_What to produce_
Scan the entries below and return each line that contains "AlwaysFails".

_Input material_
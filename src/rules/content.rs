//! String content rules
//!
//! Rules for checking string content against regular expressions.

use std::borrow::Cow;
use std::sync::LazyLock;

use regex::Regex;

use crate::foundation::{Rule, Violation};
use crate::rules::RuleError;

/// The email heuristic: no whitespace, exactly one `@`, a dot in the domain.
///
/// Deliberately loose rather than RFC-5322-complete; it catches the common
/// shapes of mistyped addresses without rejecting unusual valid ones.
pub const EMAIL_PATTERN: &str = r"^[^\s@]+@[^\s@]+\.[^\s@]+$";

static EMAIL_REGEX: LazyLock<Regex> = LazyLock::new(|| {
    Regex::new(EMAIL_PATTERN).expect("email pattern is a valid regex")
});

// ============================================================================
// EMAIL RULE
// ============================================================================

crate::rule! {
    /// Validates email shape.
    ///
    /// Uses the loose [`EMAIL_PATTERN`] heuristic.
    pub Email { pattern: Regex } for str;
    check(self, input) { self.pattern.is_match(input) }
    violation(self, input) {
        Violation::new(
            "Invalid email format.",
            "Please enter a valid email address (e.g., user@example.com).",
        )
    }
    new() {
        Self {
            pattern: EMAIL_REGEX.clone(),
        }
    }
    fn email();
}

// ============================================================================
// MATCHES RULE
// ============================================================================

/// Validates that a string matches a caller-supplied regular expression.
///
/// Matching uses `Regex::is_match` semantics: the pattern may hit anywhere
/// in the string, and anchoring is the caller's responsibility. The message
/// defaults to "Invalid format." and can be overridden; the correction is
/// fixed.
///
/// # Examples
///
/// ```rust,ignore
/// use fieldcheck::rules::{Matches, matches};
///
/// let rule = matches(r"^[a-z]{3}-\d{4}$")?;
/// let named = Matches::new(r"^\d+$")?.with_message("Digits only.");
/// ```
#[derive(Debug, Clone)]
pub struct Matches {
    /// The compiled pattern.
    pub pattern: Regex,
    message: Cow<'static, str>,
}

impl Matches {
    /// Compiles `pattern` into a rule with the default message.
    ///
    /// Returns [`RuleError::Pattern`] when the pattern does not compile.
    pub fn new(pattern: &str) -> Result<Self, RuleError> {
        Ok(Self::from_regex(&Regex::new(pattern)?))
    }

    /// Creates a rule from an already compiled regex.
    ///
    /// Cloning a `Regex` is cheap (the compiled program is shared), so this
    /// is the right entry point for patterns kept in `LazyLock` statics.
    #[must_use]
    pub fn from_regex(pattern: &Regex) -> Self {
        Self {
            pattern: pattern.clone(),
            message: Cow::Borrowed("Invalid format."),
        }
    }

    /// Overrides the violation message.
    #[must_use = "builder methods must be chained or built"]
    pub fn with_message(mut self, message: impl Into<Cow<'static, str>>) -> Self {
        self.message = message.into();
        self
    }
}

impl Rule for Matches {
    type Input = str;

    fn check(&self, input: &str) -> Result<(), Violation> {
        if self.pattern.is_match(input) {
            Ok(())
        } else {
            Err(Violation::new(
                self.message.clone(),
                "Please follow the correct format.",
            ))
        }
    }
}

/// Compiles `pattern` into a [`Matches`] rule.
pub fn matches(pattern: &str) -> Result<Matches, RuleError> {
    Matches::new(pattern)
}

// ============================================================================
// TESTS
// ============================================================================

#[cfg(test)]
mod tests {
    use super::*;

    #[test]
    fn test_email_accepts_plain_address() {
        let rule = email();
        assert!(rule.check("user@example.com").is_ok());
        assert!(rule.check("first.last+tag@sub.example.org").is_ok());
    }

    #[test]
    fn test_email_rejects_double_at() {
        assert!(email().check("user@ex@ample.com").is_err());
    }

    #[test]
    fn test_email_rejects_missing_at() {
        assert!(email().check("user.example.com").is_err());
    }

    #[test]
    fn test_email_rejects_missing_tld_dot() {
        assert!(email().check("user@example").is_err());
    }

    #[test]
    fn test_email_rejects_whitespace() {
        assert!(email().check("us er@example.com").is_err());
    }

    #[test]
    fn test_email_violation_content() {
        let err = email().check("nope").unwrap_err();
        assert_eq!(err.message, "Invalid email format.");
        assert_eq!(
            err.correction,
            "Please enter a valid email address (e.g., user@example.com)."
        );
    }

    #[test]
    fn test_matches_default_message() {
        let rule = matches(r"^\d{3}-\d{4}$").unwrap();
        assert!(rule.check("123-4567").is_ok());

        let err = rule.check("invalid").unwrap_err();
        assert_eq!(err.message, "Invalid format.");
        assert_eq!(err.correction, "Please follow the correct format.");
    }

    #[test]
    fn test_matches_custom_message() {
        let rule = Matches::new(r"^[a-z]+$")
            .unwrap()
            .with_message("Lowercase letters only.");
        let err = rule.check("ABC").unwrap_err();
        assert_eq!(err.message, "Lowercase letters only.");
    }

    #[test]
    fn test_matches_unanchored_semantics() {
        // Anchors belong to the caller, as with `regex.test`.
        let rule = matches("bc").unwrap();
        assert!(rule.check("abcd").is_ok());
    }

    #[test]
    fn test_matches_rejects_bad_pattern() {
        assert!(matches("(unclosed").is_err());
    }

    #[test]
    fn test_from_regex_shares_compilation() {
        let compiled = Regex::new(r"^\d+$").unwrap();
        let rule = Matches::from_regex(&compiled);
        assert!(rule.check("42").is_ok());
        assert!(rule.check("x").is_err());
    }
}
==
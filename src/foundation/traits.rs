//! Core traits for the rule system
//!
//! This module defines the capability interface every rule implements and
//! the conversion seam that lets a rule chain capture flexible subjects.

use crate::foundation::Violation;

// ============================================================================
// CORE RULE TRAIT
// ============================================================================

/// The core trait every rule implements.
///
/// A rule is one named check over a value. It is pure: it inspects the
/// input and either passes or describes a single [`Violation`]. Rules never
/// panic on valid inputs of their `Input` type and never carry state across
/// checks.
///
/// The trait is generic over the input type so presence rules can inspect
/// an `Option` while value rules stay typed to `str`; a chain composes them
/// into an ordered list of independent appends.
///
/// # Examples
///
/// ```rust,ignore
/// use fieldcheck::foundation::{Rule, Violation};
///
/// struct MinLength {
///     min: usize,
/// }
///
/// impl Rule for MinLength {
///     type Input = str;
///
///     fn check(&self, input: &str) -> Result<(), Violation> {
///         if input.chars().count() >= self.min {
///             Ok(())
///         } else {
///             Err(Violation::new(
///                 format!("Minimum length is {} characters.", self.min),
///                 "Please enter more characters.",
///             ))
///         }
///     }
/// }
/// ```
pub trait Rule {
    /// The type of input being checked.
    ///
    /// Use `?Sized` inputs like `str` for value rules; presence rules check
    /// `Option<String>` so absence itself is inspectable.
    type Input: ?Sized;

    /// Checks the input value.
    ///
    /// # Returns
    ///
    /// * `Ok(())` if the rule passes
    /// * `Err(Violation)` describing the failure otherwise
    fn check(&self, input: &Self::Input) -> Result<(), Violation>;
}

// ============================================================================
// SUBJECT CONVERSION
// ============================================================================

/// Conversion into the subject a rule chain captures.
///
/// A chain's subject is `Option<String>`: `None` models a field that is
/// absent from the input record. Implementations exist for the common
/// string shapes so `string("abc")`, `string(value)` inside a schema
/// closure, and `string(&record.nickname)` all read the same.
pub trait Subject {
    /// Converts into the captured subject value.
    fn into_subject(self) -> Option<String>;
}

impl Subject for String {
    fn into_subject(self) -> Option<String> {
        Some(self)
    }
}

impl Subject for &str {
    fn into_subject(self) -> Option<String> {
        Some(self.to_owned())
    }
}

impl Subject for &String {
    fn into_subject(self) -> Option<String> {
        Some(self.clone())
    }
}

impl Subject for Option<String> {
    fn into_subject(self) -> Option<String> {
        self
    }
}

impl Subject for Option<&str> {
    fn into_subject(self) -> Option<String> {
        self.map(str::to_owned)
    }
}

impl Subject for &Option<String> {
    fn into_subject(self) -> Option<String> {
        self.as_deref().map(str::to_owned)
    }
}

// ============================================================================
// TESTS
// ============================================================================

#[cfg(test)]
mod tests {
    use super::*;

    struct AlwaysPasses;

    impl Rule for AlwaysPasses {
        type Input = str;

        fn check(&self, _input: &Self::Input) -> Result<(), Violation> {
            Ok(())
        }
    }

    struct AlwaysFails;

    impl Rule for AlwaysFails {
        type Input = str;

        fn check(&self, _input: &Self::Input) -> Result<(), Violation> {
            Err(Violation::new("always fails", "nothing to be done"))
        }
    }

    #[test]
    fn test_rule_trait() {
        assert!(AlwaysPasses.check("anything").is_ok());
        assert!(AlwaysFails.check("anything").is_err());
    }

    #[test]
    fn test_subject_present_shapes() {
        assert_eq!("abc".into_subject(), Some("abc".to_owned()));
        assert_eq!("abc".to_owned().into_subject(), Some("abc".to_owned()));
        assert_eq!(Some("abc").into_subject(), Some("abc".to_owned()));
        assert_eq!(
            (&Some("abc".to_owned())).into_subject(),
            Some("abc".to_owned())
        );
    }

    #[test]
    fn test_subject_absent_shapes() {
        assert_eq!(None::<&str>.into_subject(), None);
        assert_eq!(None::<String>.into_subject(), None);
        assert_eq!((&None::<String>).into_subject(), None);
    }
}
--
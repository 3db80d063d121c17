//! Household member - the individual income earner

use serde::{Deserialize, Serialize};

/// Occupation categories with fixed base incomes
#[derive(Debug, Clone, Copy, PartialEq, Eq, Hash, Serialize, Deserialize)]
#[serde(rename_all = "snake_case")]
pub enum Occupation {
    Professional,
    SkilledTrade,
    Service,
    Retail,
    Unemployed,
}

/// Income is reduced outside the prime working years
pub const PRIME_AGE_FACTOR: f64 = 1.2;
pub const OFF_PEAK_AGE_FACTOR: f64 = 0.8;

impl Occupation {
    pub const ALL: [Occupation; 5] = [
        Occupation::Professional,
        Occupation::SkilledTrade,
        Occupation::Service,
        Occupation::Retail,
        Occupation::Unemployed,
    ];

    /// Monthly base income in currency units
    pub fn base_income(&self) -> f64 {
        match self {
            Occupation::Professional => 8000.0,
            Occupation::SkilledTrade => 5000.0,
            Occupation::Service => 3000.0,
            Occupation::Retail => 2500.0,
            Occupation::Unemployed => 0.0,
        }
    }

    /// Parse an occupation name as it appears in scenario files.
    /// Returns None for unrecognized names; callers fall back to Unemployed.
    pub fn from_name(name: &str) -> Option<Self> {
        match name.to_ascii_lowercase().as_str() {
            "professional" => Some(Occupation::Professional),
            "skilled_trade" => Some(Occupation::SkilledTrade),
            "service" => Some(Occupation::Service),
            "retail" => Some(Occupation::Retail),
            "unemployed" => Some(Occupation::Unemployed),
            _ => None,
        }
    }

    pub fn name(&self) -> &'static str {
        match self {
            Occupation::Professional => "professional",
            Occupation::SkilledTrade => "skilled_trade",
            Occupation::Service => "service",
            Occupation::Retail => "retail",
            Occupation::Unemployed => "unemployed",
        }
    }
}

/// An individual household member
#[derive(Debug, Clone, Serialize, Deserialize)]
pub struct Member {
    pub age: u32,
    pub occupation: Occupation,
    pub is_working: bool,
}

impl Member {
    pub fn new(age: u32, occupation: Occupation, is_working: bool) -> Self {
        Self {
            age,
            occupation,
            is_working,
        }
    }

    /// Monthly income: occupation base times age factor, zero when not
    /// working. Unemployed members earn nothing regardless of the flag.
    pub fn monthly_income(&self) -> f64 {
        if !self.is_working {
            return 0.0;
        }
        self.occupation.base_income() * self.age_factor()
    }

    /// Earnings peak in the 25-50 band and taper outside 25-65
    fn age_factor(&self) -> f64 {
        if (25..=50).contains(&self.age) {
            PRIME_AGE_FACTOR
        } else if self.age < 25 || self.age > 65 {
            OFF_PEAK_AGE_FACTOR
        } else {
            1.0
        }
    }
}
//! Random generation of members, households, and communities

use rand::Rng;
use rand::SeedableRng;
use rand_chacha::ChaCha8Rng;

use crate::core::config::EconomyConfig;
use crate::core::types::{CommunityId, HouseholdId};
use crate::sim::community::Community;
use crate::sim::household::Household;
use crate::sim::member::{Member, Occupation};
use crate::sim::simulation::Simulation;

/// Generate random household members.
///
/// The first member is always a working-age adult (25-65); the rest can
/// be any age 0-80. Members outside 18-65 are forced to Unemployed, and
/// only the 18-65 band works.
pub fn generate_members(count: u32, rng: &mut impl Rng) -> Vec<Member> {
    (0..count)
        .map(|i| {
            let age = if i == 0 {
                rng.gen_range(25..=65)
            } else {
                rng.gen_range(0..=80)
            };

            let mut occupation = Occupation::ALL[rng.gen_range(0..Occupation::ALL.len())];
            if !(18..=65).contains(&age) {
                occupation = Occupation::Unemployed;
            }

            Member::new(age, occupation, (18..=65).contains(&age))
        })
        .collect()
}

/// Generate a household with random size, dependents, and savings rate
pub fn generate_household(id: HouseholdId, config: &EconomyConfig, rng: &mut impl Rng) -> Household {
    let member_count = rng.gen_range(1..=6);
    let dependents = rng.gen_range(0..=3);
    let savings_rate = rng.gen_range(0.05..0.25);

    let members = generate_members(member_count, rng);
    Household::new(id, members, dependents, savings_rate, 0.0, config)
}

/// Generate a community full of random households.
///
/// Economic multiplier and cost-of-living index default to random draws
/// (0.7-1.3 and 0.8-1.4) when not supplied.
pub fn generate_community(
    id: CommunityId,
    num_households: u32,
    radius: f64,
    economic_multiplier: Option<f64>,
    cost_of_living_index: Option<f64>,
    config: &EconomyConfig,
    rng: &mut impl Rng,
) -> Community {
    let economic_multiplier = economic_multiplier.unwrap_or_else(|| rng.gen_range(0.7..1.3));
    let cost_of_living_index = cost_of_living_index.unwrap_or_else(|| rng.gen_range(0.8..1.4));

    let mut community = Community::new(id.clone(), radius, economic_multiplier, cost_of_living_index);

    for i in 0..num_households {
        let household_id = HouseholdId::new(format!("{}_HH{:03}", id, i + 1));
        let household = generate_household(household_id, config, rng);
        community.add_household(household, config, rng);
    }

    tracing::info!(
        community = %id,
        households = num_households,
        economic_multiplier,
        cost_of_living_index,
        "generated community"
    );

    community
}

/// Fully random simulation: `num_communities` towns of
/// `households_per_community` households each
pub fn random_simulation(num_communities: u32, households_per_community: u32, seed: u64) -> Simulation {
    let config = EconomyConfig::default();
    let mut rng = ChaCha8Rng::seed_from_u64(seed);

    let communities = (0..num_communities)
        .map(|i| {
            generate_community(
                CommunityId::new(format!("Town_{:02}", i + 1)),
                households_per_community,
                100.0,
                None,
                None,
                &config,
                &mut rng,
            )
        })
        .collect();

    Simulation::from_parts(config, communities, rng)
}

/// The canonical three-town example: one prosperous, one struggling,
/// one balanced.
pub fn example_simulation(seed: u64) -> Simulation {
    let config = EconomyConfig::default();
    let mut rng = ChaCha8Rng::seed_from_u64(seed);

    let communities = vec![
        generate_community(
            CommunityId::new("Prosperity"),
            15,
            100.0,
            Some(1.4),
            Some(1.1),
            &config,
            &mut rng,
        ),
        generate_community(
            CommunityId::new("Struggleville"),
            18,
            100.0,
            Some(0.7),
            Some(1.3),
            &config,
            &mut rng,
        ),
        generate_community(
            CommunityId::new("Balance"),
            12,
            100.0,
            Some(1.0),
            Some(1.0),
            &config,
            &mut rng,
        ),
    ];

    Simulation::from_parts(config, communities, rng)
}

_Answer area_
    struct AlwaysFails;
    impl Rule for AlwaysFails {
        assert!(AlwaysFails.check("anything").is_err());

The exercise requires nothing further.